_REQUIREMENT_
Copy out, from the data, each line containing the string "Range".

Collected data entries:
┌──
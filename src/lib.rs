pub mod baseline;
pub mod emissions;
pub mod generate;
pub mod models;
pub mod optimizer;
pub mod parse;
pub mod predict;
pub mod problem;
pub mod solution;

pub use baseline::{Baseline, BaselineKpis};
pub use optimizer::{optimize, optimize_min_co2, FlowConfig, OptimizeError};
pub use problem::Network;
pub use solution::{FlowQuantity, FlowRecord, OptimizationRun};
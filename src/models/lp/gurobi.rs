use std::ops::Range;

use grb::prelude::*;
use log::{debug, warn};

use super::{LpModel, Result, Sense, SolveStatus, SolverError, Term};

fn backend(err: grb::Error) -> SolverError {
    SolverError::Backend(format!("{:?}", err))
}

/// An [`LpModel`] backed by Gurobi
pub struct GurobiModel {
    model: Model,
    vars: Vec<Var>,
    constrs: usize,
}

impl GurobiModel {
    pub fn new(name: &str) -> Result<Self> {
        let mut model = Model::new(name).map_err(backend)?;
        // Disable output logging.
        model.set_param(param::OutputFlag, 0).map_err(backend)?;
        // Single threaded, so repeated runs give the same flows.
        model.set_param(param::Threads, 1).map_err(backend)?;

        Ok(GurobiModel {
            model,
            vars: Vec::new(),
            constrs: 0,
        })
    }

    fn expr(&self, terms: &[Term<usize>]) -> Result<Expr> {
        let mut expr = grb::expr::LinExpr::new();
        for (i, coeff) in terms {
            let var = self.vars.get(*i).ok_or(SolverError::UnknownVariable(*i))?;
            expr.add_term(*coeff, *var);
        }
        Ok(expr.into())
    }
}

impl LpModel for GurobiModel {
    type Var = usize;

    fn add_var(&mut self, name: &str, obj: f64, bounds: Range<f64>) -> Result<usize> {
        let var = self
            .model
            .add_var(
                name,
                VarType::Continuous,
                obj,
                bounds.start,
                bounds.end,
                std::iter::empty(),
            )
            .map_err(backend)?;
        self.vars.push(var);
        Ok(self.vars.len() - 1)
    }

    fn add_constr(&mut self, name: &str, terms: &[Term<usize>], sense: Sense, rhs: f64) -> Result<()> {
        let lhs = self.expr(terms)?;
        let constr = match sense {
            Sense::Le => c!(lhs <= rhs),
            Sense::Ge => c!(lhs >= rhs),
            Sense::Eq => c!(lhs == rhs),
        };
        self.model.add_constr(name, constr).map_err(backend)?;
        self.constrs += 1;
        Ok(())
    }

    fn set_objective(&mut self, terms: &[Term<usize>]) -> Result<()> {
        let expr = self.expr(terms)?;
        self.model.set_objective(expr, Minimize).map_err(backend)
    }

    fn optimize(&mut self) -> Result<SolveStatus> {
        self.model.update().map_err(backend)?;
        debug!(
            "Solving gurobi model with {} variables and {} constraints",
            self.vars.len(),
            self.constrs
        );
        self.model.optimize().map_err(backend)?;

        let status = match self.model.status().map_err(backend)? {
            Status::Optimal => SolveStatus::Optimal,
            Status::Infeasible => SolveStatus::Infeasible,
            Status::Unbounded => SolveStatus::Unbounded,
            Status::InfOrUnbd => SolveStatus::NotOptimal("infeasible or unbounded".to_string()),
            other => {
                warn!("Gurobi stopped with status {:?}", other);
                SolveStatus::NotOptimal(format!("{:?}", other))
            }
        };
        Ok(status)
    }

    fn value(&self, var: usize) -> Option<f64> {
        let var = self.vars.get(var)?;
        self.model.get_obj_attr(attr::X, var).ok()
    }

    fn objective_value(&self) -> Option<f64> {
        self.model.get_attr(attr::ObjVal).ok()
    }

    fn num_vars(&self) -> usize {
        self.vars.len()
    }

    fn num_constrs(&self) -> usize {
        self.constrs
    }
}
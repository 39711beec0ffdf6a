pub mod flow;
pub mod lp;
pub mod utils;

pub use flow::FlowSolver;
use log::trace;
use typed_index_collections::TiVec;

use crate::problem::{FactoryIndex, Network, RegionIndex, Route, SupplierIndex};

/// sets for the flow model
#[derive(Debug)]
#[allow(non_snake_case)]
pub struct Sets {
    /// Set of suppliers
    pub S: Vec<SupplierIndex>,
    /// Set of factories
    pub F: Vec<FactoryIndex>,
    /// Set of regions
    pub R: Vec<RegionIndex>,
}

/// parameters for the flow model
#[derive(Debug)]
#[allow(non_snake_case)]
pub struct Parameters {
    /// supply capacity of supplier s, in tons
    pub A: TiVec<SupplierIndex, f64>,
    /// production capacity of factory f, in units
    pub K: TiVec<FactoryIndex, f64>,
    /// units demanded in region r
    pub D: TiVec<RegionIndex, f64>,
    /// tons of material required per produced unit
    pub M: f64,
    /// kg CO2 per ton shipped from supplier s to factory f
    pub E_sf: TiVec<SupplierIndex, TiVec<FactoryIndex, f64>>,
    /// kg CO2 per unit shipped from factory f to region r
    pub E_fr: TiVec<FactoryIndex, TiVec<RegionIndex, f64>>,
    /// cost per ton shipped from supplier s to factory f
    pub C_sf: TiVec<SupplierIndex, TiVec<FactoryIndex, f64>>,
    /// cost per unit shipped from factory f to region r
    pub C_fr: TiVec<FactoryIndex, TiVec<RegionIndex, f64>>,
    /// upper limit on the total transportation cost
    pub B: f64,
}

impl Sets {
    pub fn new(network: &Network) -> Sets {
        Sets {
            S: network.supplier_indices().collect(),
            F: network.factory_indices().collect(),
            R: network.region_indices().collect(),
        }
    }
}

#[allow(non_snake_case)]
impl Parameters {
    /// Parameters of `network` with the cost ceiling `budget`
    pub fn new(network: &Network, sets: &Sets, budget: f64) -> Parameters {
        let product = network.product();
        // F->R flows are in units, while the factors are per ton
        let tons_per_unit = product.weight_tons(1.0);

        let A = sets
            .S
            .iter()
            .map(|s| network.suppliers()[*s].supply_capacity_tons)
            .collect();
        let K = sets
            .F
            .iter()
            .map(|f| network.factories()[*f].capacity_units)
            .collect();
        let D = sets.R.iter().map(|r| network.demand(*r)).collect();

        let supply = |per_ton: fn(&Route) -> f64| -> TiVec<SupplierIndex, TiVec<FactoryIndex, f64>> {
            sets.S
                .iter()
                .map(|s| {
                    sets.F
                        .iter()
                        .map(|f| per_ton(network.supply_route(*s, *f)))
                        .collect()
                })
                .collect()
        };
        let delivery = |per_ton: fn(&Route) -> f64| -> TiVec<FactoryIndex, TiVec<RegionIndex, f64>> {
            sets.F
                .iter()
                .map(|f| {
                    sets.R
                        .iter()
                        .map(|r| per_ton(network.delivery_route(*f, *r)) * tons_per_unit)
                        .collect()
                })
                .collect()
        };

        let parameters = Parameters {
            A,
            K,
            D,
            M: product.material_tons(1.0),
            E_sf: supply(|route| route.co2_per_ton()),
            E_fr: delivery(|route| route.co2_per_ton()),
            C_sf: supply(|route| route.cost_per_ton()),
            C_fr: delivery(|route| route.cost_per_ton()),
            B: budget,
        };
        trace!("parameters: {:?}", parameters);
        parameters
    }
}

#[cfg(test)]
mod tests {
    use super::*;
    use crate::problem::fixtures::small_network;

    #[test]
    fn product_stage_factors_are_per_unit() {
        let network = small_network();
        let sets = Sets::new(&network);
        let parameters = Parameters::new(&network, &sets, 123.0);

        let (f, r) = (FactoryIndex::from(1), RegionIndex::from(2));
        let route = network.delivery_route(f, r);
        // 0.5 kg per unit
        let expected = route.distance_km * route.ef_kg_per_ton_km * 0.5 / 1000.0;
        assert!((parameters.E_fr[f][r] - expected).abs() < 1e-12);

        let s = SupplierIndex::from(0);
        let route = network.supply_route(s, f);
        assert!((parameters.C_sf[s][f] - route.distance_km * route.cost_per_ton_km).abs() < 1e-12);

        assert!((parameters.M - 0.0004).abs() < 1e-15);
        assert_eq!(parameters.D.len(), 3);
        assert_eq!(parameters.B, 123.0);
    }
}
└──
_SOLUTION TO THE EXERCISE_
use std::ops::Range;
    fn add_var(&mut self, name: &str, obj: f64, bounds: Range<f64>) -> Result<usize> {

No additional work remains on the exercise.